1Center for Nanobiology and Structural Biology, Academy of Sciences of the Czech Republic, Zamek 136, CZ-373 33 Nove Hrady, Czech Republic

2Faculty of Sciences, University of South Bohemia in Ceske Budejovice, Branišovská 1760, 37005 České Budějovice, Czech Republic

   3Department of Nuclear Physics and Biophysics, Comenius University, Mlynská dolina F1, 842 48 Bratislava, Slovak Republic

 4Chemistry Department, Princeton University, Princeton, New Jersey 08544-1009, USA

 

Arginine repressor protein provides feedback regulation of arginine metabolism upon activation by the negatively cooperative binding of L-arginine. Understanding this phenomenon requires the detailed analysis of each binding event and its effect on global motion of the complex.         

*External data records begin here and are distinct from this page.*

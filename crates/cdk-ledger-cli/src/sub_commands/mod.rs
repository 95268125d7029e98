pub mod add_mint;
pub mod balance;
pub mod create_wallet;
pub mod list_records;
pub mod outstanding;
pub mod pay;
pub mod payments;
pub mod receive;
pub mod reconcile;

Umbrella sampling technique was used to calculate binding energy (potential of mean force) of L-arginines to the ArgRC. Unbinding of L-Arg from ArgR was performed using steered dynamics. Potential of mean force (PMF) was calculated using weighted histogram analysis method in GROMACS. Differently ligated states were prepared either by deleting (from holo-ArgR crystal structure) or adding (to apo-ArgR crystal structure), using YASARA tool.

PMF for holo-5 state was ~12 kcal/mol, while in corresponding apo+1 state it was ~7 kcal/mol. PMF for holo-4 state and apo+2 state were ~4 kcal/mol and ~15 kcal/mol respectively.

The PMF of +1 and -5 states have similar values while that of -4  and +2 states are very different. The huge difference in the PMF between -4 and +2 states could be due to the differently occupied binding pockets in these two systems. Few more repetitions of +2 and -4 states are undergoing, once completed these will hopefully allow us to compare the binding affinity of differently liganded states of ArgRC and their effect on global motion of protein.